There are two things I’m talking about here. One is that I think the warring audio factions might be talking about two very different things (although the FR ppl seem to think there’s only one thing?). The other is which one I think is more important. It’s a wall of words, and in the end I’m not sure if I truly understand it myself so I’m probably gonna get torn to shreds for suggesting it.

I probably should use the word “timing” instead of “time domain”

I think I personally value the timing realm more than the frequency (pitch) realm. The audio engineers are right… you can only discern so much in terms of pitch. It’s 20 - 20,000 and even that’s generous considering 16,000 is already the limit for lots of older listeners. They’re also right that there are psychoacoustic things about sound. BUT I wonder if they forget about the timing when it comes to audio, because from what I can tell all ‘measurements’ when it comes to audio, are related to the Frequency Response (pitch) and not timing. A visual equivalent might be Audio is Color Spectrum and timing is “Frames Per Second”.

Maybe all the in-fighting over the topic is this mis-understanding? On the one side you have the equivalent of FR people focusing on the ‘color reproduction’ saying “You can’t even see Infrared light!” or “If you adjust the color, then the two pictures are exactly the same”. But then team “timing” is talking about resolution and motion fidelity, not necessarily color reproduction.

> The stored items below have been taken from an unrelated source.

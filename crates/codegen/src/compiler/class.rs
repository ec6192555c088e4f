//! Class definition lowering

use gorbe_syntax::{Node, Tag};

use crate::compiler::context::CompilationContext;
use crate::compiler::expr::ExprCompiler;
use crate::compiler::function::body_statements;
use crate::compiler::shape::{NodeShape, is_absent};
use crate::compiler::stmt::StmtCompiler;
use crate::compiler::value::ValueHandle;
use crate::emit::go::go_str;
use crate::error::{CodegenError, CodegenResult};
use crate::runtime;
use crate::scope::{ScopeKind, SlotType, VariableClassifier};

pub struct ClassCompiler;

impl ClassCompiler {
    /// Evaluate the class body into a fresh dict, then build the type with
    /// `type(name, bases, dict)` and bind it.
    pub fn compile_class(ctx: &mut CompilationContext, node: &Node) -> CodegenResult<()> {
        node.expect_arity(4)?;
        if ctx.scopes.enclosing_function().is_some() {
            return Err(CodegenError::semantic(node, "class definition in method body."));
        }
        let const_ref = node.child_node(1)?;
        if const_ref.tag() != &Tag::ConstRef {
            return Err(CodegenError::unsupported(const_ref));
        }
        const_ref.expect_arity(2)?;
        let name = const_ref.child_node(1)?.token_text()?;
        let stmts = body_statements(node.child_node(3)?)?;
        tracing::debug!(name, "lower class");

        let superclass = node.child(2)?;
        let base = if is_absent(superclass) {
            let message = format!("class {name} has no superclass; deriving from object");
            ctx.diagnostics.note(node.line(), message);
            ValueHandle::Literal(runtime::OBJECT_TYPE.to_string())
        } else {
            ExprCompiler::compile_sexp(ctx, superclass)?
        };

        let dict = ctx.alloc_temp(SlotType::Dict);
        let bases = ctx.alloc_temp(SlotType::Args);
        ctx.writer.write(&format!("{dict} = πg.NewDict()"));
        ctx.writer.write(&format!("{bases} = make([]*πg.Object, 1)"));
        ctx.writer.write(&format!("{bases}[0] = {base}"));
        ctx.release(base);

        let mut classifier = VariableClassifier::new();
        classifier.scan(stmts)?;

        ctx.scopes.push(ScopeKind::Class, name);
        for var in classifier.finish().into_values().filter(|var| var.is_global()) {
            ctx.scopes.current_mut().declare_class_global(&var.name);
        }
        let lowered = ctx.capture(|ctx| StmtCompiler::compile_body(ctx, stmts));
        let scope = ctx.scopes.pop();
        let ((), body) = lowered?;
        let Some(scope) = scope else {
            return Err(CodegenError::structural(node, "Class scope was not open."));
        };

        let w = &mut ctx.writer;
        w.write(&format!(
            "_, πE = πg.NewCode({}, {}, nil, 0, {} {{",
            go_str(name),
            go_str(&ctx.options.script),
            runtime::BODY_FUNC,
        ));
        w.indent();
        w.write(&format!("πClass := {dict}"));
        w.write("_ = πClass");
        w.write_temp_decls(&scope.temps().declarations());
        w.write("var πR *πg.Object; _ = πR");
        w.write("var πE *πg.BaseException; _ = πE");
        w.write_block(&scope.checkpoints(), &body);
        w.write("return nil, πE");
        w.dedent();
        w.write("}).Eval(πF, πF.Globals(), nil, nil)");
        w.write("if πE != nil {\n\tcontinue\n}");

        let result = ctx.alloc_temp(SlotType::Object);
        let type_args = format!(
            "πg.NewStr({}).ToObject(), πg.NewTuple({bases}...).ToObject(), {dict}.ToObject()",
            go_str(name)
        );
        ctx.writer.write_checked_call2(
            &result,
            &format!("πg.TypeType.ToObject().Call(πF, []*πg.Object{{{type_args}}}, nil)"),
        );
        ctx.free_temp(&dict);
        ctx.free_temp(&bases);

        let result = ValueHandle::Temp(result);
        ctx.bind_var(name, &result)?;
        ctx.release(result);
        Ok(())
    }
}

For example. How do we determine the location of sounds? The difference in timing between when audio reaches the left and right ears. It can be as low as 10 microseconds according to this article:

https://www.sciencefocus.com/science/why-is-there-left-and-right-on-headphones

Another article mentions that humans can detect even less than 10 microseconds (3 - 5 microseconds?) of timing difference:

https://phys.org/news/2013-02-human-fourier-uncertainty-principle.html

So many things can be explained by this. Spatial Cues like staging and imaging. Transients and Textures depend on the speed of changes in frequency, not the frequencies themselves. I think those same things help in determining how detailed & resolving things seem and relate to micro and macro dynamics. It’s known that if you compare a piano note to a guitar note… it’s the brief attack characteristics, the pluck vs the hammer, that clue us into which sound comes from which instrument. I think all of the “life-like” things are mostly in timing dependent vs frequency or pitch.

From what I can tell… the things that make Hi-Fi gear stand out from just the cheapest gear with good EQ applied, are tied to the timing. I’ve been lucky enough to go to a Can Jam before and listened to very expensive things and everything below in terms of price. To my ears, there IS a difference and it didn’t matter what the price tag said, I wasn’t gonna buy the expensive stuff anyways… I just wanted to hear the differences for myself.

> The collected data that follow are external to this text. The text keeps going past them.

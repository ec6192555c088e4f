use gorbe_codegen::compiler::context::CompilationContext;
use gorbe_codegen::compiler::expr::ExprCompiler;
use gorbe_codegen::compiler::value::ValueHandle;
use gorbe_codegen::{CodegenError, CodegenResult, CompileOptions, compile};
use gorbe_syntax::node_from_value;
use serde_json::{Value, json};

fn lower_in(ctx: &mut CompilationContext, value: Value) -> CodegenResult<ValueHandle> {
    let node = node_from_value(&value).unwrap();
    ExprCompiler::compile(ctx, &node)
}

fn lower(value: Value) -> CodegenResult<(ValueHandle, String)> {
    let mut ctx = CompilationContext::new(CompileOptions::default());
    let handle = lower_in(&mut ctx, value)?;
    Ok((handle, ctx.writer.into_string()))
}

fn ident(name: &str, col: u32) -> Value {
    json!(["var_ref", ["@ident", name, [1, col]]])
}

fn int(text: &str) -> Value {
    json!(["@int", text, [1, 0]])
}

fn call(receiver: Value, period: &str, name: &str) -> Value {
    json!(["call", receiver, ["@period", period, [1, 3]], ["@ident", name, [1, 4]]])
}

fn string(text: &str) -> Value {
    json!(["string_literal", ["string_content", ["@tstring_content", text, [1, 1]]]])
}

#[test]
fn test_each_binary_operator_is_one_checked_call() {
    let ops = [
        ("+", "Add"),
        ("-", "Sub"),
        ("*", "Mul"),
        ("/", "Div"),
        ("%", "Mod"),
        ("**", "Pow"),
        ("<<", "LShift"),
        (">>", "RShift"),
        ("&", "And"),
        ("|", "Or"),
        ("^", "Xor"),
        ("==", "Eq"),
        ("!=", "NE"),
        ("<", "LT"),
        ("<=", "LE"),
        (">", "GT"),
        (">=", "GE"),
    ];
    for (op, func) in ops {
        let (handle, out) = lower(json!(["binary", int("1"), op, int("2")])).unwrap();
        assert_eq!(handle.to_string(), "πTemp001", "operator {op}");
        assert_eq!(out.matches("πE != nil").count(), 1, "operator {op}");
        assert!(
            out.contains(&format!(
                "if πTemp001, πE = πg.{func}(πF, πg.NewInt(1).ToObject(), πg.NewInt(2).ToObject())"
            )),
            "operator {op}: {out}"
        );
    }
}

#[test]
fn test_binary_result_does_not_reuse_operand_slots() {
    let (handle, out) = lower(json!(["binary", ident("a", 0), "+", ident("b", 4)])).unwrap();
    assert!(out.contains("if πTemp001, πE = πg.ResolveGlobal(πF, ßa)"));
    assert!(out.contains("if πTemp002, πE = πg.ResolveGlobal(πF, ßb)"));
    assert!(out.contains("if πTemp003, πE = πg.Add(πF, πTemp001, πTemp002)"));
    assert_eq!(handle.to_string(), "πTemp003");
}

#[test]
fn test_operands_are_freed_after_the_call() {
    let mut ctx = CompilationContext::new(CompileOptions::default());
    let handle = lower_in(&mut ctx, json!(["binary", ident("a", 0), "*", ident("b", 4)])).unwrap();
    assert_eq!(ctx.scopes.current().temps().used_count(), 1);
    ctx.release(handle);
    assert_eq!(ctx.scopes.current().temps().used_count(), 0);
}

#[test]
fn test_unknown_binary_operator() {
    let err = lower(json!(["binary", int("1"), "<=>", int("2")])).unwrap_err();
    assert!(matches!(err, CodegenError::Semantic { .. }));
    assert!(err.to_string().ends_with("The operator '<=>' is not supported."));
}

#[test]
fn test_logical_and_short_circuits() {
    let (handle, out) = lower(json!(["binary", ident("a", 0), "&&", ident("b", 5)])).unwrap();
    assert_eq!(handle.to_string(), "πTemp001");
    assert!(out.contains("\tπTemp001 = πTemp002\n"));
    assert!(out.contains("if πTemp003, πE = πg.IsTrue(πF, πTemp001)"));
    assert!(out.contains("\tif !πTemp003 {\n\t\tgoto Label1\n\t}\n"));
    assert!(out.ends_with("Label1:\n"));
    assert_eq!(out.matches("πg.IsTrue(").count(), 1);
}

#[test]
fn test_logical_or_short_circuits() {
    let (_, out) = lower(json!(["binary", ident("a", 0), "or", ident("b", 5)])).unwrap();
    assert!(out.contains("\tif πTemp003 {\n\t\tgoto Label1\n\t}\n"));
}

#[test]
fn test_unary_operators() {
    let (handle, out) = lower(json!(["unary", "-@", ident("x", 1)])).unwrap();
    assert!(out.contains("if πTemp002, πE = πg.Neg(πF, πTemp001)"));
    assert_eq!(handle.to_string(), "πTemp002");

    let (_, out) = lower(json!(["unary", "!", ident("x", 1)])).unwrap();
    assert!(out.contains("if πTemp003, πE = πg.IsTrue(πF, πTemp001)"));
    assert!(out.contains("πTemp002 = πg.GetBool(!πTemp003).ToObject()"));
}

#[test]
fn test_numeric_literals_emit_nothing() {
    for (text, expected) in [
        ("42", "πg.NewInt(42).ToObject()"),
        ("0x1F", "πg.NewInt(31).ToObject()"),
        ("0b101", "πg.NewInt(5).ToObject()"),
        ("017", "πg.NewInt(15).ToObject()"),
        ("1_000", "πg.NewInt(1000).ToObject()"),
    ] {
        let (handle, out) = lower(int(text)).unwrap();
        assert_eq!(handle.to_string(), expected);
        assert!(out.is_empty());
    }
    let (handle, _) = lower(json!(["@float", "1.5", [1, 0]])).unwrap();
    assert_eq!(handle.to_string(), "πg.NewFloat(1.5).ToObject()");
}

#[test]
fn test_integer_out_of_range() {
    let err = lower(int("99999999999999999999")).unwrap_err();
    assert!(matches!(err, CodegenError::Semantic { .. }));
}

#[test]
fn test_keyword_literals() {
    let keyword = |kw: &str| lower(json!(["var_ref", ["@kw", kw, [1, 0]]])).unwrap().0.to_string();
    assert_eq!(keyword("true"), "πg.True.ToObject()");
    assert_eq!(keyword("false"), "πg.False.ToObject()");
    assert_eq!(keyword("nil"), "πg.None");
}

#[test]
fn test_self_outside_method() {
    let err = lower(json!(["var_ref", ["@kw", "self", [1, 0]]])).unwrap_err();
    assert!(err.to_string().ends_with("'self' is only available inside a method."));
}

#[test]
fn test_strings_are_interned_or_inlined() {
    let mut ctx = CompilationContext::new(CompileOptions::default());
    let hi = lower_in(&mut ctx, string("hi")).unwrap();
    let spaced = lower_in(&mut ctx, string("hello world")).unwrap();
    let escaped = lower_in(&mut ctx, string("a\\nb")).unwrap();
    assert_eq!(hi.to_string(), "ßhi.ToObject()");
    assert_eq!(spaced.to_string(), "πg.NewStr(\"hello world\").ToObject()");
    assert_eq!(escaped.to_string(), "πg.NewStr(\"a\\nb\").ToObject()");
    assert_eq!(
        ctx.scopes.interner().declarations(),
        vec!["ßhi := πg.InternStr(\"hi\")".to_string()]
    );
}

#[test]
fn test_symbols_lower_like_strings() {
    let symbol = json!(["symbol_literal", ["symbol", ["@ident", "foo", [1, 1]]]]);
    let (handle, _) = lower(symbol).unwrap();
    assert_eq!(handle.to_string(), "ßfoo.ToObject()");
}

#[test]
fn test_interpolation_is_unsupported() {
    let err = lower(json!(["string_literal", ["string_content",
        ["string_embexpr", [["vcall", ["@ident", "x", [1, 3]]]]]]]))
    .unwrap_err();
    assert!(matches!(err, CodegenError::Unsupported { .. }));
    assert!(
        err.to_string()
            .starts_with("AST node 'string_embexpr' is currently not supported yet.")
    );
}

#[test]
fn test_array_literal() {
    let (handle, out) = lower(json!(["array", [int("1"), ident("x", 4)]])).unwrap();
    assert!(out.contains("\tπTemp001 = make([]*πg.Object, 2)\n"));
    assert!(out.contains("\tπTemp001[0] = πg.NewInt(1).ToObject()\n"));
    assert!(out.contains("\tπTemp001[1] = πTemp002\n"));
    assert!(out.ends_with("\tπTemp002 = πg.NewList(πTemp001...).ToObject()\n"));
    assert_eq!(handle.to_string(), "πTemp002");
}

#[test]
fn test_hash_literal() {
    let (handle, out) = lower(json!(["hash", ["assoclist_from_args",
        [["assoc_new", ["@label", "a:", [1, 1]], int("1")]]]]))
    .unwrap();
    assert!(out.contains("\tπTemp001 = πg.NewDict()\n"));
    assert!(out.contains(
        "if πE = πTemp001.SetItem(πF, ßa.ToObject(), πg.NewInt(1).ToObject()); πE != nil"
    ));
    assert!(out.ends_with("\tπTemp002 = πTemp001.ToObject()\n"));
    assert_eq!(handle.to_string(), "πTemp002");
}

#[test]
fn test_function_call_with_arguments() {
    let (handle, out) = lower(json!(["method_add_arg",
        ["fcall", ["@ident", "foo", [1, 0]]],
        ["arg_paren", ["args_add_block", [int("1")], false]]]))
    .unwrap();
    assert!(out.contains("if πTemp001, πE = πg.ResolveGlobal(πF, ßfoo)"));
    assert!(out.contains("\tπTemp002 = πF.MakeArgs(1)\n\tπTemp002[0] = πg.NewInt(1).ToObject()\n"));
    assert!(out.contains("if πTemp003, πE = πTemp001.Call(πF, πTemp002, nil)"));
    assert!(out.ends_with("\tπF.FreeArgs(πTemp002)\n"));
    assert_eq!(handle.to_string(), "πTemp003");
}

#[test]
fn test_command_call() {
    let (_, out) = lower(json!(["command", ["@ident", "puts", [1, 0]],
        ["args_add_block", [string("hi")], false]]))
    .unwrap();
    assert!(out.contains("πTemp002[0] = ßhi.ToObject()"));
    assert!(out.contains("πTemp001.Call(πF, πTemp002, nil)"));
}

#[test]
fn test_method_call_without_arguments() {
    let (handle, out) = lower(call(ident("obj", 0), ".", "size")).unwrap();
    assert!(out.contains("if πTemp002, πE = πg.GetAttr(πF, πTemp001, ßsize, nil)"));
    assert!(out.contains("if πTemp001, πE = πTemp002.Call(πF, nil, nil)"));
    assert!(!out.contains("MakeArgs"));
    assert_eq!(handle.to_string(), "πTemp001");
}

#[test]
fn test_operator_method_uses_runtime_slot() {
    let (_, out) = lower(call(ident("obj", 0), ".", "to_s")).unwrap();
    assert!(out.contains("πg.GetAttr(πF, πTemp001, ß__str__, nil)"));
}

#[test]
fn test_new_calls_the_receiver() {
    let (_, out) = lower(json!(["method_add_arg",
        call(json!(["var_ref", ["@const", "Foo", [1, 0]]]), ".", "new"),
        ["arg_paren", ["args_add_block", [int("1")], false]]]))
    .unwrap();
    assert!(!out.contains("GetAttr"));
    assert!(out.contains("πTemp001.Call(πF, πTemp002, nil)"));
}

#[test]
fn test_safe_navigation_is_rejected() {
    let safe = json!(["call", ident("obj", 0), ["@op", "&.", [1, 3]], ["@ident", "size", [1, 5]]]);
    let err = lower(safe).unwrap_err();
    assert!(err.to_string().ends_with("The operator '&.' is not supported."));
}

#[test]
fn test_block_argument_is_unsupported() {
    let err = lower(json!(["method_add_arg",
        ["fcall", ["@ident", "each", [1, 0]]],
        ["arg_paren", ["args_add_block", [], ["var_ref", ["@ident", "blk", [1, 6]]]]]]))
    .unwrap_err();
    assert!(matches!(err, CodegenError::Unsupported { .. }));
}

#[test]
fn test_index_read() {
    let aref = json!(["aref", ident("h", 0), ["args_add_block", [int("1")], false]]);
    let (handle, out) = lower(aref).unwrap();
    assert!(out.contains("if πTemp002, πE = πg.GetItem(πF, πTemp001, πg.NewInt(1).ToObject())"));
    assert_eq!(handle.to_string(), "πTemp002");
}

#[test]
fn test_ternary() {
    let (handle, out) = lower(json!(["ifop", ident("c", 0), int("1"), int("2")])).unwrap();
    assert_eq!(handle.to_string(), "πTemp001");
    assert!(out.contains(
        "\tif πTemp003 {\n\t\tgoto Label1\n\t}\n\
         \tπTemp001 = πg.NewInt(2).ToObject()\n\tgoto Label2\n"
    ));
    assert!(out.contains("Label1:\n\tπTemp001 = πg.NewInt(1).ToObject()\nLabel2:\n"));
}

#[test]
fn test_unsupported_node_is_named() {
    let params = json!(["params", null, null, null, null, null, null, null]);
    let err = lower(json!(["lambda", params, [["void_stmt"]]])).unwrap_err();
    match err {
        CodegenError::Unsupported { tag, .. } => assert_eq!(tag, "lambda"),
        other => panic!("unexpected error: {other}"),
    }
}

fn method_body_go(param: &str, body: Value) -> String {
    let program = node_from_value(&json!(["program", [
        ["def", ["@ident", "f", [1, 4]],
            ["paren", ["params", [["@ident", param, [1, 6]]], null, null, null, null, null, null]],
            ["bodystmt", [body], null, null, null]]
    ]]))
    .unwrap();
    compile(&program, CompileOptions::default()).unwrap().go_source
}

fn set_local(name: &str, value: Value) -> Value {
    json!(["paren", [["assign", ["var_field", ["@ident", name, [1, 5]]], value]]])
}

#[test]
fn test_local_operand_is_read_before_a_later_operand_reassigns_it() {
    let go = method_body_go("x", json!(["binary", ident("x", 0), "+", set_local("x", int("5"))]));
    let copy = go.find("πTemp001 = µx\n").unwrap();
    let store = go.find("µx = πg.NewInt(5).ToObject()\n").unwrap();
    assert!(copy < store, "{go}");
    assert!(go.contains("if πTemp002, πE = πg.Add(πF, πTemp001, πg.NewInt(5).ToObject()); πE"));
    assert!(!go.contains("πg.Add(πF, µx"));
}

#[test]
fn test_local_operand_is_read_in_place_when_nothing_reassigns_it() {
    let go = method_body_go("x", json!(["binary", ident("x", 0), "+", int("1")]));
    assert!(go.contains("if πTemp001, πE = πg.Add(πF, µx, πg.NewInt(1).ToObject()); πE != nil {"));
    assert!(!go.contains("πTemp001 = µx"));
}

#[test]
fn test_compound_assignment_keeps_the_old_local_value() {
    let go = method_body_go(
        "x",
        json!([
            "opassign",
            ["var_field", ["@ident", "x", [1, 0]]],
            ["@op", "+=", [1, 2]],
            set_local("x", int("5"))
        ]),
    );
    assert!(go.contains("πTemp001 = µx\n"));
    assert!(go.contains("if πTemp002, πE = πg.IAdd(πF, πTemp001, πg.NewInt(5).ToObject()); πE"));
    assert!(go.contains("µx = πTemp002\n"));
}

#[test]
fn test_index_receiver_is_read_before_the_subscript_reassigns_it() {
    let go = method_body_go(
        "h",
        json!(["aref", ident("h", 0), ["args_add_block", [set_local("h", int("1"))], false]]),
    );
    assert!(go.contains("πTemp001 = µh\n"));
    assert!(go.contains("if πTemp002, πE = πg.GetItem(πF, πTemp001, πg.NewInt(1).ToObject())"));
}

I’ve listened to things that “measure perfectly”, like the near perfect Dan Clark Stealth and Dan Clark Expanse. DC uses meta materials to help dampen and “shape” the sound and coincidently measure nearly perfect to the Harman Curve. I’ve listened to many Chi-Fi DACs and AMPs that also measure perfectly (they all use mounds of negative feedback). And to my ears, those are some of the most boring and life-less things to listen to.

** So in my opinion, faithful reproduction of Frequency is NOT the holy grail. You can EQ things anyway you like and I agree that EQ is excellent! It changes the sound more than most things. But good FR performance is cheap in my opinion and that’s great. What’s not widely available are things that perform well in the timing. From what I can tell, that’s what people pay up for.

I’d be interested to see if one day the industry starts creating ways to measure time-domain performance. In my analogy above I use the metaphor of “Frames Per Second”, but timing changes can also be represented in Hz. In the first article, Humans can use timing cues as small as 10 microseconds (μs) which equates to 100,000 Hz in order to position a sound source. In the second article, Humans can detect changes as small as 3 μs. The article mentions 13x to 10x better time difference detection than expected so if 3 μs is on the extreme 13x side that means the other participants were closer to 4 μs or the 10x figure. Going by the 4 μs figure, that would equate to 250,000 Hz resolution. It’s not about pitch, it’s about changes in the audio.

  • wagningerB
    link
    fedilink
    English
    arrow-up
    1
    ·
    11 months ago

    Maybe you know more about this or have a source for how this works, but you comment reminded me of something that is a bit of a mystery to me: if the ear is a pressure detector, how does stuff like staging work in headphones, when there are just 2 membranes for output and 2 ears for input?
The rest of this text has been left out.